→ Work instructions
In the material below, find the line with "pub fn discover(&self)" and the line with "for dir in dirs", then output those two lines and every line between them, exactly.
Segment Start: Supplied data
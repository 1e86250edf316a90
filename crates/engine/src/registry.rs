//! Run registry
//!
//! The only entry point external callers use. Owns three caches, each behind
//! its own lock:
//!
//! | Cache | Key | Filled by | Invalidated by |
//! |-------|-----|-----------|----------------|
//! | runs | run id | `discover` (wholesale replace) | `discover`, `clear_cache`, `delete_run` |
//! | history | run id | `history` | log mtime change, `force`, `clear_cache`, `delete_run` |
//! | logs | run id | aggregation | `clear_cache`, `delete_run` |
//!
//! Locks are never held across file I/O, so a slow scan does not block
//! readers of already-cached data.

use std::collections::{BTreeMap, BTreeSet, HashMap};
use std::fs;
use std::io::ErrorKind;
use std::path::{Path, PathBuf};
use std::sync::Arc;
use std::time::SystemTime;

use parking_lot::Mutex;
use runscope_core::{Error, HistoryRow, MediaFile, Outcome, Result, Run, RunId};
use runscope_recordlog::RecordLogReader;
use tracing::{debug, info, warn};

use crate::aggregate::{RunAggregator, RunDirectory};
use crate::log_cache::LogCache;
use crate::media::list_media;
use crate::metrics::{MetricSeries, MetricsProjector};
use crate::options::{RegistryBuilder, RegistryOptions};

/// Config key prefixes hidden from `config_keys`
pub const HIDDEN_CONFIG_PREFIXES: [&str; 2] = ["_wandb", "wandb_version"];

/// Cached history of one run
struct HistoryEntry {
    /// Log the rows were read from
    path: PathBuf,
    /// Log mtime when the rows were read
    token: SystemTime,
    rows: Arc<Vec<HistoryRow>>,
}

/// Discovers runs under a root directory and serves cached views of them
pub struct RunRegistry {
    root: PathBuf,
    options: RegistryOptions,

    /// Last discovery result
    ///
    /// Replaced as a whole by every `discover`, never patched per run.
    runs: Mutex<HashMap<RunId, Arc<Run>>>,

    /// History rows per run, validated against the log's mtime
    history: Mutex<HashMap<RunId, HistoryEntry>>,

    /// Decoded run/config/summary state per log
    logs: LogCache,
}

impl RunRegistry {
    /// Open a read-only registry over `root`
    pub fn open(root: impl AsRef<Path>) -> Result<Self> {
        Self::open_with_options(root, RegistryOptions::default())
    }

    /// Open with explicit options
    pub fn open_with_options(root: impl AsRef<Path>, options: RegistryOptions) -> Result<Self> {
        let root = root.as_ref();
        if !root.is_dir() {
            return Err(Error::InvalidRoot(format!(
                "{} is not a directory",
                root.display()
            )));
        }
        Ok(RunRegistry {
            root: root.to_path_buf(),
            options,
            runs: Mutex::new(HashMap::new()),
            history: Mutex::new(HashMap::new()),
            logs: LogCache::new(RecordLogReader::new(options.scan)),
        })
    }

    /// Start a builder
    pub fn builder() -> RegistryBuilder {
        RegistryBuilder::new()
    }

    /// Root directory
    pub fn root(&self) -> &Path {
        &self.root
    }

    /// Options in effect
    pub fn options(&self) -> RegistryOptions {
        self.options
    }

    // ========================================================================
    // Discovery
    // ========================================================================

    /// Scan the root and rebuild the run cache
    ///
    /// Returns runs newest first; runs whose timestamp did not parse come
    /// last. Directories not named like runs are ignored. When two
    /// directories carry the same run id only the newer one is kept.
    pub fn discover(&self) -> Result<Vec<Arc<Run>>> {
        let mut dirs: Vec<RunDirectory> = fs::read_dir(&self.root)?
            .filter_map(|entry| entry.ok())
            .map(|entry| entry.path())
            .filter(|path| path.is_dir())
            .filter_map(|path| RunDirectory::inspect(&path))
            .collect();
        dirs.sort_by(|a, b| a.dir_name.cmp(&b.dir_name));

        let mut unique: BTreeMap<RunId, RunDirectory> = BTreeMap::new();
        for dir in dirs {
            let wins = match unique.get(dir.id()) {
                None => true,
                Some(existing) => {
                    let wins = dir.supersedes(existing);
                    let (kept, ignored) = if wins {
                        (&dir.dir_name, &existing.dir_name)
                    } else {
                        (&existing.dir_name, &dir.dir_name)
                    };
                    warn!(run_id = %dir.id(), %kept, %ignored, "Duplicate run id");
                    wins
                }
            };
            if wins {
                unique.insert(dir.id().clone(), dir);
            }
        }

        let aggregator = RunAggregator::new(&self.logs);
        let mut runs: Vec<Arc<Run>> = unique
            .values()
            .map(|dir| Arc::new(aggregator.aggregate(dir)))
            .collect();
        runs.sort_by(|a, b| Run::discovery_order(a, b));

        *self.runs.lock() = runs
            .iter()
            .map(|run| (run.id.clone(), Arc::clone(run)))
            .collect();

        info!("Discovered {} runs in {}", runs.len(), self.root.display());
        Ok(runs)
    }

    /// Look up a run, rediscovering once on a miss
    pub fn get(&self, id: &str) -> Result<Arc<Run>> {
        if let Some(run) = self.cached_run(id) {
            return Ok(run);
        }
        debug!(run_id = id, "Run not cached, rediscovering");
        self.discover()?;
        self.cached_run(id).ok_or_else(|| Error::run_not_found(id))
    }

    fn cached_run(&self, id: &str) -> Option<Arc<Run>> {
        self.runs.lock().get(id).cloned()
    }

    // ========================================================================
    // History and metrics
    // ========================================================================

    /// History rows of a run, in log order
    ///
    /// Served from cache while the log's mtime is unchanged; `force` always
    /// rereads. A run without a log (or whose log vanished) has an empty
    /// history. A run discovered before its log existed picks the log up
    /// here and is rebuilt in the run cache.
    pub fn history(&self, id: &str, force: bool) -> Result<Arc<Vec<HistoryRow>>> {
        let mut run = self.get(id)?;
        if run.log_file_path.is_none() {
            if let Some(rebuilt) = self.adopt_new_log(&run) {
                run = rebuilt;
            }
        }
        let Some(log_path) = run.log_file_path.as_deref() else {
            return Ok(Arc::default());
        };

        let token = match fs::metadata(log_path) {
            Ok(meta) => meta.modified().ok(),
            Err(e) if e.kind() == ErrorKind::NotFound => {
                debug!(run_id = id, "Record log missing");
                return Ok(Arc::default());
            }
            Err(e) => {
                warn!(run_id = id, error = %e, "Cannot stat record log");
                None
            }
        };

        if !force {
            if let Some(token) = token {
                if let Some(entry) = self.history.lock().get(id) {
                    if entry.token == token && entry.path == log_path {
                        return Ok(Arc::clone(&entry.rows));
                    }
                }
            }
        }

        let rows = match self.logs.reader().read(log_path) {
            Outcome::Loaded(contents) => Arc::new(contents.history),
            Outcome::Absent => return Ok(Arc::default()),
            Outcome::Degraded { .. } => return Ok(Arc::default()),
        };

        if rows.is_empty() {
            warn!(run_id = id, path = %log_path.display(), "No history found in record log");
        } else {
            info!(
                "Loaded {} history rows for {} (display_name: {})",
                rows.len(),
                id,
                run.display_name
            );
        }

        // Without an mtime there is nothing to validate against later
        if let Some(token) = token {
            self.history.lock().insert(
                run.id.clone(),
                HistoryEntry {
                    path: log_path.to_path_buf(),
                    token,
                    rows: Arc::clone(&rows),
                },
            );
        }
        Ok(rows)
    }

    /// Re-inspect the directory of a run cached without a log
    fn adopt_new_log(&self, run: &Run) -> Option<Arc<Run>> {
        let dir = RunDirectory::inspect(&run.directory)?;
        dir.log_file.as_ref()?;
        let rebuilt = Arc::new(RunAggregator::new(&self.logs).aggregate(&dir));
        debug!(run_id = %rebuilt.id, "Record log appeared after discovery");
        self.runs
            .lock()
            .insert(rebuilt.id.clone(), Arc::clone(&rebuilt));
        Some(rebuilt)
    }

    /// Columnar metrics; all numeric non-internal keys when `keys` is `None`
    pub fn metrics(&self, id: &str, keys: Option<&[String]>) -> Result<MetricSeries> {
        let history = self.history(id, false)?;
        if history.is_empty() {
            warn!(run_id = id, "No history when projecting metrics");
        }
        Ok(MetricsProjector::project(&history, keys))
    }

    /// Sorted numeric keys available for plotting
    pub fn available_metrics(&self, id: &str) -> Result<Vec<String>> {
        let history = self.history(id, false)?;
        let keys = MetricsProjector::list_available_metrics(&history);
        if keys.is_empty() && !history.is_empty() {
            let sample: Vec<&str> = history[0].keys().take(10).map(String::as_str).collect();
            warn!(
                run_id = id,
                rows = history.len(),
                ?sample,
                "No numeric metrics found in history"
            );
        }
        Ok(keys)
    }

    // ========================================================================
    // Media and config
    // ========================================================================

    /// Media files of a run, sorted by epoch
    pub fn media(&self, id: &str) -> Result<Vec<MediaFile>> {
        let run = self.get(id)?;
        Ok(list_media(&run.directory.join("files"), &run.media_dir))
    }

    /// Every flattened config key across known runs, sorted
    ///
    /// Discovers first when nothing is cached yet. Producer bookkeeping keys
    /// (see [`HIDDEN_CONFIG_PREFIXES`]) are left out.
    pub fn config_keys(&self) -> Result<Vec<String>> {
        let runs: Vec<Arc<Run>> = {
            let cached = self.runs.lock();
            cached.values().cloned().collect()
        };
        let runs = if runs.is_empty() {
            self.discover()?
        } else {
            runs
        };

        let mut keys = BTreeSet::new();
        for run in &runs {
            for (key, value) in &run.config {
                if value.is_object() {
                    value.collect_leaf_paths(key, &mut keys);
                } else {
                    keys.insert(key.clone());
                }
            }
        }
        Ok(keys
            .into_iter()
            .filter(|key| !HIDDEN_CONFIG_PREFIXES.iter().any(|p| key.starts_with(p)))
            .collect())
    }

    // ========================================================================
    // Cache lifecycle
    // ========================================================================

    /// Drop every cached run, history and log
    pub fn clear_cache(&self) {
        self.runs.lock().clear();
        self.history.lock().clear();
        self.logs.clear();
        debug!("Cleared registry caches");
    }

    /// Clear caches and rediscover; returns the number of runs
    pub fn refresh(&self) -> Result<usize> {
        self.clear_cache();
        Ok(self.discover()?.len())
    }

    /// Number of runs in the cache
    pub fn cached_run_count(&self) -> usize {
        self.runs.lock().len()
    }

    /// Whether history for `id` is cached
    pub fn is_history_cached(&self, id: &str) -> bool {
        self.history.lock().contains_key(id)
    }

    /// Remove a run directory from disk
    ///
    /// Refused with [`Error::ReadOnly`] unless the registry was opened
    /// read-write. Clears all caches afterwards. A directory that vanished
    /// after discovery is reported as not found.
    pub fn delete_run(&self, id: &str) -> Result<()> {
        if self.options.access_mode.is_read_only() {
            return Err(Error::ReadOnly(format!("cannot delete run {}", id)));
        }
        let run = self.get(id)?;
        match fs::remove_dir_all(&run.directory) {
            Ok(()) => {}
            Err(e) if e.kind() == ErrorKind::NotFound => {
                self.clear_cache();
                return Err(Error::run_not_found(id));
            }
            Err(e) => return Err(e.into()),
        }
        self.clear_cache();
        info!(run_id = id, path = %run.directory.display(), "Deleted run");
        Ok(())
    }
}
//! Cache of binary-log run state
//!
//! Decoding a record log is the most expensive step of aggregation, so the
//! run/config/summary part of each log is kept for the registry's lifetime.
//! History is not kept here; it has its own mtime-checked cache in the
//! registry.

use std::collections::HashMap;
use std::path::{Path, PathBuf};
use std::sync::Arc;

use parking_lot::Mutex;
use runscope_core::{Map, Outcome, RunId};
use runscope_recordlog::{LogContents, RecordLogReader, RunRecord, ScanStats};
use tracing::debug;

/// Run-level state recovered from a log
#[derive(Debug, Clone, Default, PartialEq)]
pub struct LogSummary {
    /// Run record, if present
    pub run: Option<RunRecord>,
    /// Accumulated config
    pub config: Map,
    /// Accumulated summary
    pub summary: Map,
    /// Scan counters from the read
    pub stats: ScanStats,
}

impl From<LogContents> for LogSummary {
    fn from(contents: LogContents) -> Self {
        LogSummary {
            run: contents.run,
            config: contents.config,
            summary: contents.summary,
            stats: contents.stats,
        }
    }
}

impl LogSummary {
    /// Display name from the run record, if set
    pub fn display_name(&self) -> Option<&str> {
        self.run
            .as_ref()
            .map(|run| run.display_name.as_str())
            .filter(|name| !name.is_empty())
    }
}

/// Cached summary together with the log it was decoded from
struct CachedLog {
    path: PathBuf,
    summary: Arc<LogSummary>,
}

/// Per-run cache of [`LogSummary`] values
///
/// Only successful reads are cached; an absent or degraded log is retried on
/// the next lookup. An entry only serves lookups for the same log path, so a
/// run id that moves to another directory is decoded afresh. Two threads
/// missing at once may both decode the log; the later insert wins and both
/// results are equal.
pub struct LogCache {
    reader: RecordLogReader,
    entries: Mutex<HashMap<RunId, CachedLog>>,
}

impl LogCache {
    /// Create an empty cache reading with `reader`
    pub fn new(reader: RecordLogReader) -> Self {
        LogCache {
            reader,
            entries: Mutex::new(HashMap::new()),
        }
    }

    /// Reader used on misses
    pub fn reader(&self) -> &RecordLogReader {
        &self.reader
    }

    /// Cached summary for `id`, reading `path` on a miss
    ///
    /// An entry decoded from a different path counts as a miss.
    pub fn get_or_read(&self, id: &RunId, path: &Path) -> Outcome<Arc<LogSummary>> {
        if let Some(hit) = self.entries.lock().get(id) {
            if hit.path == path {
                return Outcome::Loaded(Arc::clone(&hit.summary));
            }
            debug!(run_id = %id, cached = %hit.path.display(), path = %path.display(), "Log path changed");
        }

        let outcome = self
            .reader
            .read(path)
            .map(|contents| Arc::new(LogSummary::from(contents)));
        if let Outcome::Loaded(summary) = &outcome {
            self.entries.lock().insert(
                id.clone(),
                CachedLog {
                    path: path.to_path_buf(),
                    summary: Arc::clone(summary),
                },
            );
        }
        outcome
    }

    /// Whether `id` has a cached entry
    pub fn contains(&self, id: &RunId) -> bool {
        self.entries.lock().contains_key(id)
    }

    /// Number of cached entries
    pub fn len(&self) -> usize {
        self.entries.lock().len()
    }

    /// Whether the cache is empty
    pub fn is_empty(&self) -> bool {
        self.entries.lock().is_empty()
    }

    /// Drop every entry
    pub fn clear(&self) {
        self.entries.lock().clear();
    }
}
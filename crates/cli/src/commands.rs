//! clap command tree

use clap::{Arg, ArgAction, Command};

fn run_id_arg() -> Arg {
    Arg::new("id")
        .value_name("RUN_ID")
        .required(true)
        .help("Run identifier (the suffix of the run directory name)")
}

/// Build the `runscope` command
pub fn build_cli() -> Command {
    Command::new("runscope")
        .about("Inspect local wandb run directories")
        .version(env!("CARGO_PKG_VERSION"))
        .subcommand_required(true)
        .arg(
            Arg::new("dir")
                .value_name("WANDB_DIR")
                .required(true)
                .help("Directory containing run-*/offline-run-* directories"),
        )
        .arg(
            Arg::new("json")
                .long("json")
                .action(ArgAction::SetTrue)
                .global(true)
                .help("Print JSON instead of human-readable output"),
        )
        .arg(
            Arg::new("no-verify")
                .long("no-verify")
                .action(ArgAction::SetTrue)
                .global(true)
                .help("Skip record log checksum verification"),
        )
        .arg(
            Arg::new("allow-delete")
                .long("allow-delete")
                .action(ArgAction::SetTrue)
                .global(true)
                .help("Open the registry read-write so runs can be deleted"),
        )
        .arg(
            Arg::new("verbose")
                .short('v')
                .long("verbose")
                .action(ArgAction::Count)
                .global(true)
                .help("Increase log verbosity (-v info, -vv debug)"),
        )
        .subcommand(Command::new("list").about("List runs, newest first"))
        .subcommand(
            Command::new("show")
                .about("Show one run's metadata, config and summary")
                .arg(run_id_arg()),
        )
        .subcommand(
            Command::new("history")
                .about("Print a run's history rows")
                .arg(run_id_arg())
                .arg(
                    Arg::new("force")
                        .long("force")
                        .action(ArgAction::SetTrue)
                        .help("Reread the record log even if cached"),
                ),
        )
        .subcommand(
            Command::new("metrics")
                .about("Print metrics as columns")
                .arg(run_id_arg())
                .arg(
                    Arg::new("key")
                        .short('k')
                        .long("key")
                        .value_name("KEY")
                        .action(ArgAction::Append)
                        .help("Metric to include (repeatable; default: all numeric)"),
                ),
        )
        .subcommand(
            Command::new("available")
                .about("List numeric metric keys of a run")
                .arg(run_id_arg()),
        )
        .subcommand(
            Command::new("media")
                .about("List a run's gif/mp4 files by epoch")
                .arg(run_id_arg()),
        )
        .subcommand(Command::new("config-keys").about("List config keys across all runs"))
        .subcommand(
            Command::new("delete")
                .about("Delete a run directory (requires --allow-delete)")
                .arg(run_id_arg()),
        )
}
//! Columnar projection of history rows
//!
//! History is stored row by row, one mapping per logged step. Plotting wants
//! columns: for every metric key, one value per row, all index-aligned.
//! [`MetricsProjector`] does that transposition, filling gaps with null so
//! that no row is ever dropped.

use std::collections::{BTreeMap, BTreeSet};

use runscope_core::{HistoryRow, Value};
use serde::Serialize;

/// Step column, always present in a projection
pub const STEP_KEY: &str = "_step";

/// Columns conventionally used as the x axis
pub const AXIS_KEYS: [&str; 6] = ["_step", "iter", "info/epochs", "step", "_timestamp", "_runtime"];

/// Internal keys still listed by [`MetricsProjector::list_available_metrics`]
pub const LISTED_INTERNAL_KEYS: [&str; 3] = ["_step", "_timestamp", "_runtime"];

/// Prefix marking producer-internal keys
pub const INTERNAL_PREFIX: char = '_';

/// Rows sampled to pick metric keys when none are requested
pub const PROJECTION_SAMPLE_ROWS: usize = 10;

/// Rows sampled by `list_available_metrics`
pub const AVAILABLE_SAMPLE_ROWS: usize = 100;

/// Below this many keys, `list_available_metrics` rescans every row
pub const AVAILABLE_WIDEN_THRESHOLD: usize = 3;

/// Metric key → one value per history row (numeric or null)
#[derive(Debug, Clone, Default, PartialEq, Serialize)]
#[serde(transparent)]
pub struct MetricSeries(BTreeMap<String, Vec<Value>>);

impl MetricSeries {
    /// Column for `key`
    pub fn get(&self, key: &str) -> Option<&[Value]> {
        self.0.get(key).map(Vec::as_slice)
    }

    /// Whether `key` has a column
    pub fn contains_key(&self, key: &str) -> bool {
        self.0.contains_key(key)
    }

    /// Column keys, sorted
    pub fn keys(&self) -> impl Iterator<Item = &str> {
        self.0.keys().map(String::as_str)
    }

    /// `(key, column)` pairs, sorted by key
    pub fn iter(&self) -> impl Iterator<Item = (&str, &[Value])> {
        self.0.iter().map(|(k, v)| (k.as_str(), v.as_slice()))
    }

    /// Number of columns
    pub fn len(&self) -> usize {
        self.0.len()
    }

    /// No columns at all (empty history)
    pub fn is_empty(&self) -> bool {
        self.0.is_empty()
    }

    /// Number of rows; every column has this length
    pub fn row_count(&self) -> usize {
        self.0.values().next().map(Vec::len).unwrap_or(0)
    }

    /// Unwrap into the underlying map
    pub fn into_inner(self) -> BTreeMap<String, Vec<Value>> {
        self.0
    }
}

fn is_internal(key: &str) -> bool {
    key.starts_with(INTERNAL_PREFIX)
}

fn numeric_or_null(value: Option<&Value>) -> Value {
    match value {
        Some(v) if v.is_numeric() => v.clone(),
        _ => Value::Null,
    }
}

/// History → columns
pub struct MetricsProjector;

impl MetricsProjector {
    /// Project `history` into columns
    ///
    /// With `requested` set, exactly those keys are projected. Otherwise the
    /// first [`PROJECTION_SAMPLE_ROWS`] rows pick every non-internal key that
    /// holds a number in some sampled row. Axis columns are added on top and
    /// dropped again if entirely null; `_step` always stays and falls back to
    /// the row's position when a row has no `_step`. Non-numeric values
    /// (booleans included) project as null.
    ///
    /// Unlike the producer's own tooling, which counts `true`/`false` as
    /// integers, booleans are not numbers here: a key that only ever holds
    /// booleans is never auto-selected.
    pub fn project(history: &[HistoryRow], requested: Option<&[String]>) -> MetricSeries {
        if history.is_empty() {
            return MetricSeries::default();
        }

        let metric_keys: BTreeSet<String> = match requested {
            Some(keys) => keys.iter().cloned().collect(),
            None => history
                .iter()
                .take(PROJECTION_SAMPLE_ROWS)
                .flat_map(|row| row.iter())
                .filter(|(key, value)| value.is_numeric() && !is_internal(key))
                .map(|(key, _)| key.clone())
                .collect(),
        };

        let mut columns: BTreeMap<String, Vec<Value>> = metric_keys
            .into_iter()
            .chain(AXIS_KEYS.iter().map(|k| k.to_string()))
            .map(|key| (key, Vec::with_capacity(history.len())))
            .collect();

        for (position, row) in history.iter().enumerate() {
            for (key, column) in columns.iter_mut() {
                let value = if key == STEP_KEY {
                    match row.get(STEP_KEY) {
                        None => Value::Int(position as i64),
                        step => numeric_or_null(step),
                    }
                } else {
                    numeric_or_null(row.get(key))
                };
                column.push(value);
            }
        }

        for axis in AXIS_KEYS.iter().filter(|k| **k != STEP_KEY) {
            let all_null = columns
                .get(*axis)
                .map(|column| column.iter().all(Value::is_null))
                .unwrap_or(false);
            if all_null {
                columns.remove(*axis);
            }
        }

        MetricSeries(columns)
    }

    /// Numeric keys worth offering for plotting, sorted
    ///
    /// Samples the first [`AVAILABLE_SAMPLE_ROWS`] rows, keeping non-internal
    /// keys plus [`LISTED_INTERNAL_KEYS`]. If that finds fewer than
    /// [`AVAILABLE_WIDEN_THRESHOLD`] keys and the history is longer than the
    /// sample, every row is scanned for non-internal numeric keys as well.
    /// Boolean-valued keys are never listed.
    pub fn list_available_metrics(history: &[HistoryRow]) -> Vec<String> {
        let sample = history.len().min(AVAILABLE_SAMPLE_ROWS);
        let mut keys: BTreeSet<String> = history[..sample]
            .iter()
            .flat_map(|row| row.iter())
            .filter(|(key, value)| {
                value.is_numeric()
                    && (!is_internal(key) || LISTED_INTERNAL_KEYS.contains(&key.as_str()))
            })
            .map(|(key, _)| key.clone())
            .collect();

        if keys.len() < AVAILABLE_WIDEN_THRESHOLD && history.len() > sample {
            keys.extend(
                history
                    .iter()
                    .flat_map(|row| row.iter())
                    .filter(|(key, value)| value.is_numeric() && !is_internal(key))
                    .map(|(key, _)| key.clone()),
            );
        }

        keys.into_iter().collect()
    }
}

#[cfg(test)]
mod tests {
    use super::*;

    fn rows(json: &str) -> Vec<HistoryRow> {
        serde_json::from_str::<Vec<Value>>(json)
            .unwrap()
            .into_iter()
            .map(|v| match v {
                Value::Object(map) => map,
                other => panic!("not an object: {:?}", other),
            })
            .collect()
    }

    fn column(values: &[Option<f64>]) -> Vec<Value> {
        values
            .iter()
            .map(|v| v.map(Value::Float).unwrap_or(Value::Null))
            .collect()
    }

    #[test]
    fn test_projection_fills_gaps_with_null() {
        let history = rows(r#"[{"_step": 0, "loss": 1.0}, {"_step": 1, "loss": 0.5, "acc": 0.9}]"#);
        let series = MetricsProjector::project(&history, None);

        let keys: Vec<_> = series.keys().collect();
        assert_eq!(keys, vec!["_step", "acc", "loss"]);
        assert_eq!(series.get("_step").unwrap(), &[Value::Int(0), Value::Int(1)]);
        assert_eq!(series.get("loss").unwrap(), column(&[Some(1.0), Some(0.5)]).as_slice());
        assert_eq!(series.get("acc").unwrap(), column(&[None, Some(0.9)]).as_slice());
        assert_eq!(series.row_count(), 2);
    }

    #[test]
    fn test_step_defaults_to_position() {
        let history = rows(r#"[{"loss": 1.0}, {"loss": 2.0, "_step": 10}, {"loss": 3.0}]"#);
        let series = MetricsProjector::project(&history, None);
        assert_eq!(
            series.get("_step").unwrap(),
            &[Value::Int(0), Value::Int(10), Value::Int(2)]
        );
    }

    #[test]
    fn test_axis_columns_kept_only_when_present() {
        let history = rows(
            r#"[{"_step": 0, "_runtime": 1.5, "loss": 1.0},
                {"_step": 1, "_runtime": 2.5, "loss": 0.5}]"#,
        );
        let series = MetricsProjector::project(&history, None);
        assert!(series.contains_key("_runtime"));
        assert!(!series.contains_key("_timestamp"));
        assert!(!series.contains_key("iter"));
        assert!(!series.contains_key("info/epochs"));
    }

    #[test]
    fn test_non_numeric_values_project_as_null() {
        let history = rows(
            r#"[{"loss": 1.0, "phase": "warmup", "done": false},
                {"loss": "nan-string", "phase": 2, "done": true}]"#,
        );
        let series = MetricsProjector::project(&history, None);
        // phase is numeric in row 2, so it is selected; done never is
        assert!(!series.contains_key("done"));
        assert_eq!(series.get("phase").unwrap(), &[Value::Null, Value::Int(2)]);
        assert_eq!(series.get("loss").unwrap(), &[Value::Float(1.0), Value::Null]);
    }

    #[test]
    fn test_requested_keys_only() {
        let history = rows(r#"[{"_step": 0, "loss": 1.0, "acc": 0.1, "lr": 0.01}]"#);
        let requested = vec!["acc".to_string(), "missing".to_string()];
        let series = MetricsProjector::project(&history, Some(&requested));
        let keys: Vec<_> = series.keys().collect();
        assert_eq!(keys, vec!["_step", "acc", "missing"]);
        assert_eq!(series.get("missing").unwrap(), &[Value::Null]);
    }

    #[test]
    fn test_auto_selection_samples_first_rows() {
        let mut json = String::from("[");
        for i in 0..12 {
            if i > 0 {
                json.push(',');
            }
            if i == 11 {
                json.push_str(r#"{"late": 1}"#);
            } else {
                json.push_str(&format!(r#"{{"loss": {}}}"#, i));
            }
        }
        json.push(']');
        let series = MetricsProjector::project(&rows(&json), None);
        assert!(series.contains_key("loss"));
        assert!(!series.contains_key("late"));
        assert_eq!(series.row_count(), 12);
    }

    #[test]
    fn test_empty_history() {
        assert!(MetricsProjector::project(&[], None).is_empty());
        assert!(MetricsProjector::list_available_metrics(&[]).is_empty());
    }

    #[test]
    fn test_available_metrics_includes_known_internal_keys() {
        let history = rows(
            r#"[{"_step": 0, "_timestamp": 1.0, "_runtime": 0.1, "_internal": 5,
                 "loss": 1.0, "name": "x", "flag": true}]"#,
        );
        assert_eq!(
            MetricsProjector::list_available_metrics(&history),
            vec!["_runtime", "_step", "_timestamp", "loss"]
        );
    }

    #[test]
    fn test_available_metrics_widens_past_sample() {
        let mut history = rows(r#"[{"_step": 0}]"#);
        let filler = history[0].clone();
        history.extend(std::iter::repeat(filler).take(AVAILABLE_SAMPLE_ROWS));
        history.extend(rows(r#"[{"late_metric": 1.0, "_late_internal": 2.0}]"#));

        let keys = MetricsProjector::list_available_metrics(&history);
        assert_eq!(keys, vec!["_step", "late_metric"]);
    }

    #[test]
    fn test_available_metrics_no_widening_with_enough_keys() {
        let mut history = rows(r#"[{"a": 1, "b": 2, "c": 3}]"#);
        let filler = history[0].clone();
        history.extend(std::iter::repeat(filler).take(AVAILABLE_SAMPLE_ROWS));
        history.extend(rows(r#"[{"late": 1.0}]"#));

        let keys = MetricsProjector::list_available_metrics(&history);
        assert_eq!(keys, vec!["a", "b", "c"]);
    }

    #[test]
    fn test_series_serializes_as_plain_map() {
        let history = rows(r#"[{"_step": 0, "loss": 1.5}]"#);
        let json = serde_json::to_string(&MetricsProjector::project(&history, None)).unwrap();
        assert_eq!(json, r#"{"_step":[0],"loss":[1.5]}"#);
    }
}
Segment End: Supplied data
→ Exercise response
    pub fn discover(&self) -> Result<Vec<Arc<Run>>> {
        let mut dirs: Vec<RunDirectory> = fs::read_dir(&self.root)?
            .filter_map(|entry| entry.ok())
            .map(|entry| entry.path())
            .filter(|path| path.is_dir())
            .filter_map(|path| RunDirectory::inspect(&path))
            .collect();
        dirs.sort_by(|a, b| a.dir_name.cmp(&b.dir_name));

        let mut unique: BTreeMap<RunId, RunDirectory> = BTreeMap::new();
        for dir in dirs {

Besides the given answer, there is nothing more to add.